Sean Connery is 85, so I assume that right now he's either a.) Asleep, b.) At the Post Office or, c.) Grumbling about youths. The man is, quite rightly, enjoying his retirement and has no intention of returning to acting. Rumors of cameo roles in the fourth Indiana Jones film and Skyfall did not come to pass, so if you want to see a Connery film again you had better get out your Bond DVDs.

Gene Hackman

To quite a lot of people, Gene Hackman is Lex Luthor. He played Superman's arch enemy in Superman and Superman II (and Superman IV: The Quest For Peace, but let's not talk about that) but even aside from that iconic role, his filmography is a list of critically acclaimed and beloved films: French Connection, The Poseidon Adventure, The Conversation, Young Frankenstein, The Firm, Unforgiven, Get Shorty, The Royal Tenenbaums...you get the idea.

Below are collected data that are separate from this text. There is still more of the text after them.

use blueprint::{Action, ProvisioningResult, RunSummary};
use colored::{ColoredString, Colorize};

/// Print an info message
pub fn info(msg: &str) {
    println!("{} {}", "ℹ".blue(), msg);
}

/// Print a success message
pub fn success(msg: &str) {
    println!("{} {}", "✓".green(), msg);
}

/// Print a warning message
pub fn warn(msg: &str) {
    println!("{} {}", "⚠".yellow(), msg);
}

/// Print an error message
pub fn error(msg: &str) {
    eprintln!("{} {}", "✗".red(), msg);
}

/// Print a dim/muted message
pub fn dim(msg: &str) {
    println!("  {}", msg.dimmed());
}

/// Print a header/title
pub fn header(title: &str) {
    println!();
    println!("{}", title.bold());
    println!("{}", "─".repeat(title.chars().count()).dimmed());
}

/// Print a key-value pair
pub fn kv(key: &str, value: &str) {
    println!("  {}: {}", key.dimmed(), value);
}

// ============================================================================
// Results
// ============================================================================

/// Status symbol for a result
pub fn symbol(result: &ProvisioningResult) -> ColoredString {
    match result.action {
        Action::Created | Action::Deleted => "✓".green(),
        Action::Skipped if result.planned => "→".cyan(),
        Action::Skipped => "○".dimmed(),
        Action::Failed => "✗".red(),
    }
}

/// Action label, with dry-run outcomes spelled as what would happen
pub fn action_label(result: &ProvisioningResult) -> String {
    match result.action {
        Action::Skipped if result.planned => "PLANNED".to_string(),
        action => action.to_string(),
    }
}

/// One-line description of a result
pub fn result_line(result: &ProvisioningResult) -> String {
    let mut line = format!(
        "{} {:<8} {} {}",
        symbol(result),
        action_label(result),
        result.resource_type.dimmed(),
        result.resource_name.bold()
    );
    if let Some(id) = &result.server_id {
        line.push_str(&format!(" {}", format!("[{id}]").dimmed()));
    }
    if let Some(error) = &result.error {
        line.push_str(&format!(": {}", error.red()));
    }
    line
}

/// Print every result, one per line
pub fn print_results(results: &[ProvisioningResult]) {
    for result in results {
        println!("  {}", result_line(result));
    }
}

/// Print a run summary
pub fn print_summary(summary: &RunSummary) {
    println!();
    let mut parts = Vec::new();
    if summary.created > 0 {
        parts.push(format!("{} created", summary.created).green().to_string());
    }
    if summary.deleted > 0 {
        parts.push(format!("{} deleted", summary.deleted).green().to_string());
    }
    if summary.planned > 0 {
        parts.push(format!("{} planned", summary.planned).cyan().to_string());
    }
    if summary.skipped > 0 {
        parts.push(format!("{} unchanged", summary.skipped).dimmed().to_string());
    }
    if summary.failed > 0 {
        parts.push(format!("{} failed", summary.failed).red().to_string());
    }
    if parts.is_empty() {
        println!("  {}", "Nothing to do".dimmed());
    } else {
        println!("  {}", parts.join(", "));
    }
}

// ============================================================================
// Tests
// ============================================================================

#[cfg(test)]
mod tests {
    use super::*;
    use blueprint::{ResourceDefinition, ServerId};

    fn resource() -> ResourceDefinition {
        ResourceDefinition {
            resource_type: "system".into(),
            name: "S1".into(),
            properties: Default::default(),
            id_reference: "sys1".into(),
            tags: Default::default(),
        }
    }

    #[test]
    fn test_action_label_for_planned() {
        let planned =
            ProvisioningResult::planned(&resource(), ServerId::placeholder("system", "sys1"));
        assert_eq!(action_label(&planned), "PLANNED");
        let skipped = ProvisioningResult::skipped(&resource(), None);
        assert_eq!(action_label(&skipped), "SKIPPED");
    }

    #[test]
    fn test_result_line_includes_id_and_error() {
        colored::control::set_override(false);
        let created = ProvisioningResult::created(&resource(), ServerId::new("system-1"));
        let line = result_line(&created);
        assert!(line.contains("CREATED"));
        assert!(line.contains("S1"));
        assert!(line.contains("[system-1]"));

        let failed = ProvisioningResult::failed(&resource(), "quota exceeded");
        assert!(result_line(&failed).ends_with(": quota exceeded"));
    }
}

These films made Hackman's name, a name that remains legendary even though he hasn't appeared on-screen since playing second billing to the acting powerhouse that is Ray Romano in the 2004 comedy Welcome to Mooseport. Hackman doesn't do much in the way of press, but gave an interview at the time to say that he had "no future projects lined up" and that, as far as Hollywood was concerned, was that.

What's he doing now?

Hackman didn't follow Connery's lead into a quiet retirement of doing no kind of work at all. Instead, he has turned his hand to writing. He has published six novels of historical fiction (four alongside archaeologist Daniel Lenihan, and two on his own) and now has a full-blown second career as an author. If you want to see Gene Hackman again, don't go to a cinema, get yourself down to a book signing.

Greta Garbo

Swedish actress Greta Garbo was a legend during Hollywood's "golden age" and silent era. Having initially had roles in European silent films, Garbo moved to America and made a mind boggling ten films between 1926 and 1929. Garbo made the leap from silent film to "talkies" and succeeded wildly; she was nominated for the Best Actress Oscar twice in 1930, for two different films. She continued act prolifically in films adored by the public and critics until 1941 and her final role in romantic comedy Two-Faced Woman. The film was considered a flop, especially by Garbo's previously perfect standards. At the age of 36, having made an amazing 28 films in 16 years, Garbo decided that Two-Faced Woman (a film she referred to as "my grave") would be her last.

What did she do after?

I can't say "what's she doing now?", of course, because Garbo died 1990 aged 84. It's fair to say that what she did after retirement from acting can only be speculated at by the general public. Even during her days of stardom, Garbo was a quiet, reclusive figure who retired to a life of solitude. She was offered several roles throughout the rest of her life, all of which she rejected. She didn't give interviews, sign autographs or respond to fan mail. She lived by herself, and enjoyed socializing with close friends and taking walks, often alone. And that is about all we know.